According to the United States Census Bureau, the Saybrook Manor CDP has a total area of 1.0 sqmi, of which 0.8 sqmi are land and 0.2 sqmi, or 19.79%, are water.

==Demographics==
===2020 census===
As of the 2020 census, Saybrook Manor had a population of 1,172. The median age was 57.7 years. 12.0% of residents were under the age of 18 and 34.9% of residents were 65 years of age or older. For every 100 females there were 86.9 males, and for every 100 females age 18 and over there were 82.8 males age 18 and over.

100.0% of residents lived in urban areas, while 0.0% lived in rural areas.

There were 554 households in Saybrook Manor, of which 17.0% had children under the age of 18 living in them. Of all households, 44.2% were married-couple households, 17.3% were households with a male householder and no spouse or partner present, and 32.5% were households with a female householder and no spouse or partner present. About 38.8% of all households were made up of individuals and 21.7% had someone living alone who was 65 years of age or older.

There were 1,051 housing units, of which 47.3% were vacant. The homeowner vacancy rate was 1.9% and the rental vacancy rate was 4.7%.

Racial composition as of the 2020 census
| Race | Number | Percent |
|---|---|---|
| White | 1,066 | 91.0% |
| Black or African American | 3 | 0.3% |
| American Indian and Alaska Native | 0 | 0.0% |
| Asian | 16 | 1.4% |
| Native Hawaiian and Other Pacific Islander | 0 | 0.0% |
| Some other race | 27 | 2.3% |
| Two or more races | 60 | 5.1% |
| Hispanic or Latino (of any race) | 70 | 6.0% |

===2000 census===
As of the census of 2000, there were 1,133 people, 522 households, and 328 families residing in the CDP. The population density was 1,497.7 PD/sqmi. There were 1,027 housing units at an average density of 1,357.5 /sqmi. The racial makeup of the CDP was 96.12% White, 0.35% African American, 2.74% Asian, 0.26% from other races, and 0.53% from two or more races. Hispanic or Latino of any race were 0.79% of the population.

There were 522 households, out of which 18.4% had children under the age of 18 living with them, 52.3% were married couples living together, 6.5% had a female householder with no husband present, and 37.0% were non-families. 30.3% of all households were made up of individuals, and 14.0% had someone living alone who was 65 years of age or older. The average household size was 2.17 and the average family size was 2.69.

In the CDP, the population was spread out, with 17.5% under the age of 18, 3.7% from 18 to 24, 27.1% from 25 to 44, 28.9% from 45 to 64, and 22.8% who were 65 years of age or older.
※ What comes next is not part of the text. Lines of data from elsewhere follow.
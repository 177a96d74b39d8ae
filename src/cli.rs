use std::path::PathBuf;

use clap::{Parser, Subcommand};

/// Command-line flags layered over `settings.json` and the environment.
#[derive(Parser, Debug)]
#[command(author, version, about = "Manage S3 buckets from the terminal")]
pub struct Args {
    /// Region used for new clients (overrides AWS_DEFAULT_REGION)
    #[arg(long, global = true)]
    pub region: Option<String>,

    /// Custom S3-compatible endpoint (overrides S3MANAGER_ENDPOINT)
    #[arg(long, global = true)]
    pub endpoint: Option<String>,

    /// Never read or write the OS secret store
    #[arg(long, global = true)]
    pub no_keychain: bool,

    #[command(subcommand)]
    pub command: Option<Command>,
}

#[derive(Subcommand, Debug, Clone, PartialEq, Eq)]
pub enum Command {
    /// List every bucket the credentials can see
    Buckets,
    /// List the objects of a bucket
    Files { bucket: String },
    /// Download objects into a local directory
    Download {
        bucket: String,
        #[arg(required = true)]
        keys: Vec<String>,
        /// Destination directory (defaults to ~/Downloads)
        #[arg(long, short = 'o')]
        to: Option<PathBuf>,
    },
    /// Delete objects from a bucket
    Delete {
        bucket: String,
        #[arg(required = true)]
        keys: Vec<String>,
        /// Skip the confirmation prompt
        #[arg(long)]
        yes: bool,
    },
    /// Probe list/read/write/delete access and report bucket settings
    Permissions { bucket: String },
    /// Create a bucket, waiting until it is visible
    CreateBucket {
        bucket: String,
        /// Bucket region (defaults to the configured region)
        #[arg(long = "in")]
        bucket_region: Option<String>,
    },
    /// Empty and delete a bucket
    DeleteBucket {
        bucket: String,
        /// Skip retyping the bucket name
        #[arg(long)]
        yes: bool,
    },
    /// Store AWS credentials
    Configure {
        #[arg(long)]
        access_key: Option<String>,
        #[arg(long)]
        secret_key: Option<String>,
        #[arg(long)]
        default_region: Option<String>,
    },
    /// Remove stored AWS credentials
    Forget,
    /// Interactive shell (the default)
    Shell,
}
The median age was 46 years. For every 100 females, there were 97.4 males. For every 100 females age 18 and over, there were 98.1 males.

The median income for a household in the CDP was $54,489, and the median income for a family was $73. Males had a median income of $40,221 versus $37,938 for females. The per capita income for the CDP was $30,511. About 3.7% of families and 7.4% of the population were below the poverty line, including 15.7% of those under age 18 and none of those age 65 or over.